Gordon-Reed ’81 to become new Trustee
By Grace Afsari Mamagani, The Dartmouth Staff
Published on Monday, November 8, 2010
The Dartmouth Board of Trustees selected Pulitzer Prize-winning historian Annette Gordon-Reed ’81 to fill the seat vacated by outgoing Trustee Al Mulley ’70 at its November meeting, according to College President Jim Yong Kim. The Board also approved a plan to renovate the Hanover Inn by Commencement 2012, Kim said in an interview with The Dartmouth.
Gordon-Reed, a history professor in the Faculty of Arts and Sciences at Harvard University, also holds teaching positions at Harvard Law School and the Radcliffe Institute for Advanced Study.
She received a Pulitzer Prize and a MacArthur “Genius” Fellowship, among other awards, for her research on slavery during the foundation of the United States, Kim said. Her book, “The Hemingses of Monticello: An American Family,” traces the history of several generations of the slave family owned by Thomas Jefferson.
“We didn’t have to deliberate for very long,” Kim said. “She’s one of the really superstar scholars in the United States who both does legal work and is a historian.”
Gordon-Reed — who will attend her first Board meeting in February 2011 — will replace Mulley when he becomes director of the newly created Dartmouth Center for Health Care Delivery Science on Nov. 15, according to Kim.
Gordon-Reed’s election comes in the wake of recent efforts to increase the diversity of the Board of Trustees. When Texan Trevor Rees-Jones ’73 was appointed in June, then-Board Chairman Ed Haldeman ’70 stressed his contribution to the Board’s regional diversity.
At the time, Kim said the Board would seek to incorporate more members from academia and other under-represented fields.
“We don’t have that many academics on the board, and we definitely wanted that,” Board Chairman Stephen Mandel ’78 said in an interview with The Dartmouth. “We need different people representing different ages, different geographies, men, women, people who know something about investing, people who know something about medicine, people who know something about academic enterprise.”

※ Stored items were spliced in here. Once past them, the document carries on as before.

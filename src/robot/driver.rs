use std::any::Any;
use std::fmt;
use std::io::{BufRead, Write};
use std::panic::AssertUnwindSafe;

use futures::FutureExt;

use crate::*;

pub static MOTION_TEST_LOG_TARGET: &'static str = "motion_test";
pub static REJECTED_MOTION_CODE: ResultCode = ResultCode(10023);

#[derive(Clone, PartialEq, Debug)]
pub enum MoveVerdict {
    Accepted,
    Rejected(ResultCode),
    Faulted(String),
}

impl MoveVerdict {
    pub fn is_accepted(&self) -> bool {
        *self == MoveVerdict::Accepted
    }
}

impl fmt::Display for MoveVerdict {
    fn fmt(&self, f: &mut fmt::Formatter<'_>) -> fmt::Result {
        match self {
            MoveVerdict::Accepted => write!(f, "accepted"),
            MoveVerdict::Rejected(code) => write!(f, "{code}"),
            MoveVerdict::Faulted(message) => write!(f, "fault ({message})"),
        }
    }
}

#[derive(Debug)]
pub enum MotionTestOutcome {
    /// The operator did not confirm; nothing was sent to the controller.
    Cancelled,
    /// The sequence stopped before the motion phase finished.
    Aborted(MotionTestError),
    /// Both motions were attempted, or the outbound one was refused.
    Finished {
        outbound: MoveVerdict,
        inbound: Option<MoveVerdict>,
    },
}

impl fmt::Display for MotionTestOutcome {
    fn fmt(&self, f: &mut fmt::Formatter<'_>) -> fmt::Result {
        match self {
            MotionTestOutcome::Cancelled => write!(f, "cancelled by operator"),
            MotionTestOutcome::Aborted(e) => write!(f, "aborted: {e}"),
            MotionTestOutcome::Finished { outbound, inbound } => match inbound {
                Some(inbound) => write!(f, "outbound move {outbound}, return move {inbound}"),
                None => write!(f, "outbound move {outbound}, no return move"),
            },
        }
    }
}

/// Which teardown steps went through without a fault.
#[derive(Clone, PartialEq, Debug, Default)]
pub struct CleanupReport {
    pub shutdown: bool,
    pub disconnect: bool,
    pub destroy_context: bool,
    pub uninitialize: bool,
}

impl CleanupReport {
    pub fn is_clean(&self) -> bool {
        self.shutdown && self.disconnect && self.destroy_context && self.uninitialize
    }
}

#[derive(Debug)]
pub struct MotionTestReport {
    pub outcome: MotionTestOutcome,
    /// `None` when the test never started.
    pub cleanup: Option<CleanupReport>,
}

/// Full operator flow: banner, confirmation prompt, then the motion test.
///
/// Only console I/O failures surface as `Err`; everything the controller
/// does is reported in the returned `MotionTestReport`.
pub async fn operator_motion_test<C, R, W>(
    client: &mut C,
    config: &MotionTestConfig,
    input: &mut R,
    console: &mut OperatorConsole<W>,
) -> std::io::Result<MotionTestReport>
where
    C: RobotClient,
    R: BufRead,
    W: Write,
{
    console.banner("Aubo Robot Simple Motion Test");

    if !confirm_operator(input, console, &config.confirmation)? {
        console.line("Test cancelled.");
        log::warn!(target: MOTION_TEST_LOG_TARGET, "Operator did not confirm, nothing was sent.");
        return Ok(MotionTestReport {
            outcome: MotionTestOutcome::Cancelled,
            cleanup: None,
        });
    }

    Ok(run_motion_test(client, config, console).await)
}

/// Runs the motion sequence and then, unconditionally, the cleanup phase.
pub async fn run_motion_test<C: RobotClient, W: Write>(
    client: &mut C,
    config: &MotionTestConfig,
    console: &mut OperatorConsole<W>,
) -> MotionTestReport {
    let body = AssertUnwindSafe(motion_sequence(client, config, console))
        .catch_unwind()
        .await;

    let outcome = match body {
        Ok(Ok(outcome)) => outcome,
        Ok(Err(e)) => {
            if matches!(e, MotionTestError::Client(_)) {
                report_fault(console, &e);
            }
            MotionTestOutcome::Aborted(e)
        }
        Err(payload) => {
            let e = MotionTestError::Panicked(panic_message(payload));
            report_fault(console, &e);
            MotionTestOutcome::Aborted(e)
        }
    };

    let cleanup = cleanup(client, console).await;
    log::info!(target: MOTION_TEST_LOG_TARGET, "Motion test result: {}.", outcome);

    MotionTestReport {
        outcome,
        cleanup: Some(cleanup),
    }
}

async fn motion_sequence<C: RobotClient, W: Write>(
    client: &mut C,
    config: &MotionTestConfig,
    console: &mut OperatorConsole<W>,
) -> Result<MotionTestOutcome, MotionTestError> {
    client.initialize().await?;
    client.create_context().await?;

    console.line("\n1. Connecting to robot...");
    let address = config.address();
    match client.connect(&config.host, config.port).await {
        Ok(code) if code.is_success() => (),
        Ok(code) => {
            console.line(format!("✗ Connection failed: {code}"));
            log::error!(target: MOTION_TEST_LOG_TARGET, "Connecting to {} returned {}.", address, code);
            return Err(MotionTestError::connection_code(&address, code));
        }
        Err(e) => {
            console.line(format!("✗ Connection failed: {e}"));
            log::error!(target: MOTION_TEST_LOG_TARGET, "Connecting to {} failed with {}.", address, e);
            return Err(MotionTestError::Connection {
                address,
                detail: e.to_string(),
            });
        }
    }
    console.line("✓ Connected");
    log::info!(target: MOTION_TEST_LOG_TARGET, "Connected to {}.", address);

    console.line("\n2. Checking robot state...");
    let state = client.get_robot_state().await?;
    console.line(format!("   Service state: {state}"));
    console.line("   States: 0=READY, 1=STARTING, 2=WORKING, 3=CLOSING, 4=CLOSED");
    let work_mode = client.get_work_mode().await?;
    console.line(format!("   Work mode: {work_mode} (0=simulation, 1=real)"));
    log::info!(target: MOTION_TEST_LOG_TARGET, "Service state {:?}, work mode {:?}.", state, work_mode);

    console.line("\n3. Reading current position...");
    let waypoint = client.get_current_waypoint().await?;
    let current = match waypoint.as_ref().and_then(Waypoint::joints) {
        Some(joints) => joints,
        None => {
            let raw = format!("{waypoint:?}");
            console.line(format!("   Waypoint data: {raw}"));
            log::error!(target: MOTION_TEST_LOG_TARGET, "No joint angles in the waypoint, not moving.");
            return Err(MotionTestError::MissingWaypoint { raw });
        }
    };
    console.line(format!("   Joints (rad): {}", current.format_radians()));
    console.line(format!("   Joints (deg): {}", current.format_degrees()));

    console.line("\n4. Starting robot (enabling power)...");
    let code = client.robot_startup(config.collision_class).await?;
    if code.is_success() {
        console.line("✓ Robot startup command sent");
    } else {
        console.line(format!("✗ Startup failed: {code}"));
        console.line("   Robot may already be powered on or in error state.");
        log::warn!(target: MOTION_TEST_LOG_TARGET, "Startup returned {}, continuing.", code);
    }

    console.line("\n   Waiting for service state to become WORKING (state=2)...");
    if let Err(e) =
        wait_for_working(client, console, config.poll_interval, config.ready_timeout).await
    {
        if let MotionTestError::ReadyTimeout { last, .. } = &e {
            report_ready_timeout(console, *last);
        }
        return Err(e);
    }
    tokio::time::sleep(config.ready_settle).await;

    console.line("\n5. Initializing motion profile...");
    let code = client.init_profile().await?;
    log::debug!(target: MOTION_TEST_LOG_TARGET, "init_profile returned {}.", code);

    console.line("\n6. Setting motion parameters (very slow)...");
    let code = client
        .set_joint_max_velocity(config.limits.max_velocity)
        .await?;
    log::debug!(target: MOTION_TEST_LOG_TARGET, "Joint max velocity returned {}.", code);
    let code = client
        .set_joint_max_acceleration(config.limits.max_acceleration)
        .await?;
    log::debug!(target: MOTION_TEST_LOG_TARGET, "Joint max acceleration returned {}.", code);
    console.line("✓ Parameters set");

    console.line(format!(
        "\n7. Moving joint {} by {} rad ({:.2}°)...",
        config.joint_index + 1,
        config.joint_offset,
        config.joint_offset.to_degrees()
    ));
    let target = current.with_offset(config.joint_index, config.joint_offset);
    console.line(format!("   From: {}", current.format_radians()));
    console.line(format!("   To:   {}", target.format_radians()));

    console.line("\n   Attempting move_joint (async mode)...");
    let outbound = issue_move(client, console, target, false).await;
    if !outbound.is_accepted() {
        console.line(format!("✗ Motion failed: {outbound}"));
        console.line(format!("   Error code {REJECTED_MOTION_CODE} usually means:"));
        console.line("   - Robot is in wrong mode (check teach pendant)");
        console.line("   - Safety limits exceeded");
        console.line("   - Robot needs to be enabled manually first");
        return Ok(MotionTestOutcome::Finished {
            outbound,
            inbound: None,
        });
    }

    console.line("✓ Motion command accepted!");
    console.line(format!(
        "   Waiting {} seconds for completion...",
        config.motion_settle.as_secs_f64()
    ));
    // Fixed delay, not a completion signal: the controller may still be moving.
    tokio::time::sleep(config.motion_settle).await;
    report_displacement(client, console, config, &current).await;

    console.line("\n8. Moving back to original position...");
    let inbound = issue_move(client, console, current, true).await;
    if inbound.is_accepted() {
        console.line("✓ Return motion accepted!");
        tokio::time::sleep(config.motion_settle).await;
        console.line("✓ Motion test complete!");
    } else {
        console.line(format!("✗ Return motion failed: {inbound}"));
    }

    Ok(MotionTestOutcome::Finished {
        outbound,
        inbound: Some(inbound),
    })
}

async fn issue_move<C: RobotClient, W: Write>(
    client: &mut C,
    console: &mut OperatorConsole<W>,
    target: JointVector,
    blocking: bool,
) -> MoveVerdict {
    match client.move_joint(target, blocking).await {
        Ok(code) => {
            console.line(format!("   move_joint returned: {code}"));
            if code.is_success() {
                MoveVerdict::Accepted
            } else {
                log::warn!(target: MOTION_TEST_LOG_TARGET, "move_joint rejected with {}.", code);
                MoveVerdict::Rejected(code)
            }
        }
        Err(e) => {
            console.line(format!("   ✗ move_joint exception: {e}"));
            log::warn!(target: MOTION_TEST_LOG_TARGET, "move_joint raised {:?}, treating it as rejected.", e);
            MoveVerdict::Faulted(e.to_string())
        }
    }
}

/// Read-back after the outbound move. Purely informational, so faults here
/// do not stop the return move.
async fn report_displacement<C: RobotClient, W: Write>(
    client: &mut C,
    console: &mut OperatorConsole<W>,
    config: &MotionTestConfig,
    start: &JointVector,
) {
    match client.get_current_waypoint().await {
        Ok(waypoint) => {
            if let Some(fin) = waypoint.as_ref().and_then(Waypoint::joints) {
                let moved = fin.0[config.joint_index] - start.0[config.joint_index];
                console.line(format!("   Final: {}", fin.format_radians()));
                console.line(format!(
                    "   Moved: {:.4} rad ({:.2}°)",
                    moved,
                    moved.to_degrees()
                ));
            }
        }
        Err(e) => {
            log::warn!(target: MOTION_TEST_LOG_TARGET, "Could not read back the pose: {}", e);
        }
    }
}

fn report_ready_timeout<W: Write>(console: &mut OperatorConsole<W>, last: Option<ServiceState>) {
    console.line("\n   ⚠️  TIMEOUT: Robot did not reach WORKING state!");
    match last {
        Some(state) => console.line(format!("   Current service state: {state}")),
        None => console.line("   Current service state: never read"),
    }
    console.line("\n   DIAGNOSIS:");
    console.line("   - The robot is powered on but not in operational state");
    console.line("   - Check the teach pendant screen for error messages");
    console.line("   - Verify the STANDBY indicator is lit on control box");
    console.line("   - Try manually starting a program on teach pendant");
    console.line("   - The robot may need to be enabled via teach pendant first");
    console.line("\n   Cannot proceed with motion test.");
}

fn report_fault<W: Write>(console: &mut OperatorConsole<W>, e: &MotionTestError) {
    console.line(format!("\n✗ Exception: {e}"));
    log::error!(target: MOTION_TEST_LOG_TARGET, "Motion test fault: {:#?}", e);
}

fn panic_message(payload: Box<dyn Any + Send>) -> String {
    if let Some(message) = payload.downcast_ref::<&str>() {
        message.to_string()
    } else if let Some(message) = payload.downcast_ref::<String>() {
        message.clone()
    } else {
        "unknown panic payload".to_string()
    }
}

async fn cleanup<C: RobotClient, W: Write>(
    client: &mut C,
    console: &mut OperatorConsole<W>,
) -> CleanupReport {
    console.line("\n9. Shutting down robot...");
    let shutdown = match client.robot_shutdown().await {
        Ok(code) if code.is_success() => true,
        Ok(code) => {
            log::warn!(target: MOTION_TEST_LOG_TARGET, "Shutdown returned {}.", code);
            false
        }
        Err(e) => cleanup_step("shutdown", Err::<(), _>(e)),
    };

    console.line("\n10. Disconnecting...");
    let disconnect = cleanup_step("disconnect", client.disconnect().await);
    let destroy_context = cleanup_step("destroy context", client.destroy_context().await);
    let uninitialize = cleanup_step("uninitialize", client.uninitialize().await);
    console.line("✓ Done");

    CleanupReport {
        shutdown,
        disconnect,
        destroy_context,
        uninitialize,
    }
}

fn cleanup_step<T>(step: &str, result: Result<T, ClientError>) -> bool {
    match result {
        Ok(_) => true,
        Err(e) => {
            log::warn!(target: MOTION_TEST_LOG_TARGET, "Cleanup step '{}' failed: {}", step, e);
            false
        }
    }
}

#[cfg(test)]
mod tests {
    use super::*;

    #[test]
    fn panic_payloads_become_messages() {
        assert_eq!(panic_message(Box::new("boom")), "boom");
        assert_eq!(panic_message(Box::new("bang".to_string())), "bang");
        assert_eq!(panic_message(Box::new(7u8)), "unknown panic payload");
    }

    #[test]
    fn cleanup_report_needs_every_step() {
        let mut report = CleanupReport {
            shutdown: true,
            disconnect: true,
            destroy_context: true,
            uninitialize: true,
        };
        assert!(report.is_clean());
        report.destroy_context = false;
        assert!(!report.is_clean());
    }

    #[test]
    fn outcome_reads_well_in_logs() {
        let outcome = MotionTestOutcome::Finished {
            outbound: MoveVerdict::Accepted,
            inbound: Some(MoveVerdict::Rejected(ResultCode(10023))),
        };
        assert_eq!(
            outcome.to_string(),
            "outbound move accepted, return move 10023"
        );
    }
}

Gordon-Reed graduated from Dartmouth with a degree in history and earned a law degree from Harvard in 1984, according to the press release. She currently sits on the Enrollment and Admissions committee, as well as the Student Affairs committee of the Alumni Council.
“We’re thrilled to have her,” Kim said. “She’s been a member of the Alumni Council, and she’s a very active member of the Black Alumni of Dartmouth.”
The Board also agreed on a plan to renovate the Hanover Inn, in light of its financial troubles over the past several years, Kim said.
Improvements will likely include the addition of 16 guest rooms, changes to the lobby and dining areas, and relocation of administrative areas. The changes will result in a drop in operating costs and improvements to the building’s energy efficiency, according to the press release. The Inn will also upgrade the technology available in its meeting spaces.
“We have known for a very long time that the Hanover Inn needed to be renovated,” Kim said. “If you go back into the kitchen, if you look at the systems, it’s needed an update for a very long time.”
The construction project — estimated to cost $13 million dollars — will be budget-neutral, Kim said. Funds for the project will come partly from the sale of the Minary Conference Center, which the College placed on the market in July, The Dartmouth previously reported. The College has received a loan from a local bank to finance the remainder of the renovation, Kim said.
The cost of the loan will be covered by future revenue from the Inn, according to the press release.
“I think part of the reason we didn’t [renovate earlier] was we didn’t have a clear path to finance the whole thing in a way that would not take away from anything else on campus,” Kim said. “Just like the ’53 Commons — one of the issues in terms of renovating Thayer [Dining Hall] is we needed a source of money, we needed to find a way to do it so it would be budget neutral.”
The College will oversee a bidding process for firms hoping to manage the renovations and will choose a proposal offering the lowest cost and highest quality of work, according to Kim. The efforts will increase the value of the Hanover Inn, “benefitting both the College and the local economy,” Kim said in the press release.
“We did some studies that asked the question, ‘OK, so if we don’t renovate now, what are the implications going forward?’” Kim said. “We found that if we don’t renovate, it would cost us as much as $1 million a year in losses.”
The projected is scheduled to begin after Commencement 2011 and should be completed within a year, he said. The Inn will not be closed during the renovation.
Student life issues, including on-campus gathering spaces and the issue of binge drinking, also arose during the Board meeting, according to Kim.
The trustees discussed expanding the availability of communal spaces to promote collaboration between students, faculty and community members, citing One Wheelock — a student-managed lounge in the basement of the Collis Center — as a successful example, according to the press release.
Kim spoke with the trustees about his recent efforts to have students and faculty collaborate on improving student lifestyles, he said.
“I did simply inform the Board about the conversations I’ve been having with student groups and also with the faculty,” Kim said. “The Board was very supportive of us taking a leadership role in tackling the twin issues of binge drinking and sexual assault.”